→ **Task**
Range to output from the entries below: the line containing "-> (Vec<ContactEvent>, usize)" through the line containing "let Some(day) = period.day_index(event)". Set it down exactly, ends included, nothing else.

→ **Material for this exercise**
========
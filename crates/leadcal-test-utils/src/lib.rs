//! Testing utilities for the Leadcal workspace
//!
//! Shared rosters, event builders, and a naive reference tally used as an
//! oracle against the chunked aggregator.

#![allow(missing_docs)]

use leadcal_identity::SellerIndex;
use leadcal_model::{ContactEvent, ContactFilters, Period, SellerRecord};
use std::sync::Once;

/// Owner identifier that matches nobody in [`five_seller_roster`]
pub const UNRESOLVABLE_OWNER: &str = "robo.integracao";

pub fn maria_roster() -> Vec<SellerRecord> {
    vec![SellerRecord::new("Maria Dos Santos").with_email("maria.santos@x.com")]
}

pub fn roster(names: &[&str]) -> Vec<SellerRecord> {
    names.iter().map(|name| SellerRecord::new(*name)).collect()
}

/// Five sellers with e-mails, two per branch
pub fn five_seller_roster() -> Vec<SellerRecord> {
    vec![
        SellerRecord::new("Maria Dos Santos")
            .with_email("maria.santos@x.com")
            .with_branch("Centro")
            .with_state("SP"),
        SellerRecord::new("João Pereira")
            .with_email("joao_pereira@x.com")
            .with_branch("Centro")
            .with_state("SP"),
        SellerRecord::new("Ana Lúcia Ramos")
            .with_email("ana-ramos@x.com")
            .with_branch("Norte")
            .with_state("RJ"),
        SellerRecord::new("Carlos Souza")
            .with_email("carlos@x.com")
            .with_branch("Norte")
            .with_state("RJ"),
        SellerRecord::new("Beatriz Conceição")
            .with_branch("Sul")
            .with_state("PR"),
    ]
}

/// Owner spellings as they appear in raw events for [`five_seller_roster`]
pub fn five_seller_owner_spellings() -> [&'static str; 5] {
    [
        "maria.santos",
        "JOAO PEREIRA",
        "ana-ramos@x.com",
        "Carlos  Souza",
        "beatriz conceicao",
    ]
}

/// Event on `day` of `period`, owned by `owner`
pub fn event_on(period: Period, day: u32, owner: &str) -> ContactEvent {
    ContactEvent::new(format!("{}-{day:02}", period)).with_user(owner)
}

/// Deterministic mixed workload
///
/// Cycles through the five roster spellings plus [`UNRESOLVABLE_OWNER`] and
/// spreads events over every day of `period`. Every `malformed_every`-th
/// event (when non-zero) gets an unparseable date. Returns the events and
/// the number of malformed ones.
pub fn mixed_events(
    period: Period,
    count: usize,
    malformed_every: usize,
) -> (Vec<ContactEvent>, usize) {
    let spellings = five_seller_owner_spellings();
    let days = period.days_in_month();
    let mut malformed = 0;
    let events = (0..count)
        .map(|i| {
            let owner = if i % 6 == 5 {
                UNRESOLVABLE_OWNER
            } else {
                spellings[i % 6]
            };
            if malformed_every > 0 && i % malformed_every == 0 {
                malformed += 1;
                return ContactEvent::new("2026/10/1").with_user(owner);
            }
            let day = u32::try_from(i % days + 1).unwrap_or(1);
            event_on(period, day, owner)
        })
        .collect();
    (events, malformed)
}

/// Straight-line recount, used as an oracle
#[derive(Debug, Clone, PartialEq, Eq)]
pub struct ReferenceTally {
    /// One entry per roster row, day-indexed with index 0 unused
    pub rows: Vec<(String, Vec<u64>)>,
    pub daily: Vec<u64>,
    pub grand: u64,
    /// Counted "Ativo" contacts
    pub active: u64,
    /// Counted "Receptivo" contacts
    pub receptive: u64,
}

impl ReferenceTally {
    pub fn row_total(&self, name: &str) -> Option<u64> {
        self.rows
            .iter()
            .find(|(row, _)| row == name)
            .map(|(_, days)| days.iter().sum())
    }

    pub fn attributed(&self) -> u64 {
        self.rows.iter().flat_map(|(_, days)| days.iter()).sum()
    }
}

/// Count `events` one by one, with no slicing and no memo
pub fn reference_tally(
    period: Period,
    filters: &ContactFilters,
    roster: &[SellerRecord],
    events: &[ContactEvent],
) -> ReferenceTally {
    let index = SellerIndex::build(roster);
    let matcher = filters.matcher();
    let slots = period.slot_count();
    let mut rows: Vec<(String, Vec<u64>)> = index
        .names()
        .iter()
        .map(|name| (name.to_string(), vec![0; slots]))
        .collect();
    let mut daily = vec![0; slots];
    let (mut active, mut receptive) = (0, 0);

    for event in events {
        if !matcher.matches(event) {
            continue;
        }
        let Some(day) = period.day_index(event) else {
            continue;
        };
        if let Some(pos) = index.resolve(event).and_then(|name| index.row_of(&name)) {
            rows[pos].1[day] += 1;
        }
        daily[day] += 1;
        match event.contact_type.as_deref().map(str::to_lowercase).as_deref() {
            Some("ativo") => active += 1,
            Some("receptivo") => receptive += 1,
            _ => {}
        }
    }

    let grand = daily.iter().sum();
    ReferenceTally {
        rows,
        daily,
        grand,
        active,
        receptive,
    }
}

/// Install a test-writer subscriber once per test binary
pub fn init_tracing() {
    static INIT: Once = Once::new();
    INIT.call_once(|| {
        let _ = tracing_subscriber::fmt()
            .with_env_filter(
                tracing_subscriber::EnvFilter::try_from_default_env()
                    .unwrap_or_else(|_| tracing_subscriber::EnvFilter::new("warn")),
            )
            .with_test_writer()
            .try_init();
    });
}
========
→ **Answer section**
) -> (Vec<ContactEvent>, usize) {
    let spellings = five_seller_owner_spellings();
    let days = period.days_in_month();
    let mut malformed = 0;
    let events = (0..count)
        .map(|i| {
            let owner = if i % 6 == 5 {
                UNRESOLVABLE_OWNER
            } else {
                spellings[i % 6]
            };
            if malformed_every > 0 && i % malformed_every == 0 {
                malformed += 1;
                return ContactEvent::new("2026/10/1").with_user(owner);
            }
            let day = u32::try_from(i % days + 1).unwrap_or(1);
            event_on(period, day, owner)
        })
        .collect();
    (events, malformed)
}

/// Straight-line recount, used as an oracle
#[derive(Debug, Clone, PartialEq, Eq)]
pub struct ReferenceTally {
    /// One entry per roster row, day-indexed with index 0 unused
    pub rows: Vec<(String, Vec<u64>)>,
    pub daily: Vec<u64>,
    pub grand: u64,
    /// Counted "Ativo" contacts
    pub active: u64,
    /// Counted "Receptivo" contacts
    pub receptive: u64,
}

impl ReferenceTally {
    pub fn row_total(&self, name: &str) -> Option<u64> {
        self.rows
            .iter()
            .find(|(row, _)| row == name)
            .map(|(_, days)| days.iter().sum())
    }

    pub fn attributed(&self) -> u64 {
        self.rows.iter().flat_map(|(_, days)| days.iter()).sum()
    }
}

/// Count `events` one by one, with no slicing and no memo
pub fn reference_tally(
    period: Period,
    filters: &ContactFilters,
    roster: &[SellerRecord],
    events: &[ContactEvent],
) -> ReferenceTally {
    let index = SellerIndex::build(roster);
    let matcher = filters.matcher();
    let slots = period.slot_count();
    let mut rows: Vec<(String, Vec<u64>)> = index
        .names()
        .iter()
        .map(|name| (name.to_string(), vec![0; slots]))
        .collect();
    let mut daily = vec![0; slots];
    let (mut active, mut receptive) = (0, 0);

    for event in events {
        if !matcher.matches(event) {
            continue;
        }
        let Some(day) = period.day_index(event) else {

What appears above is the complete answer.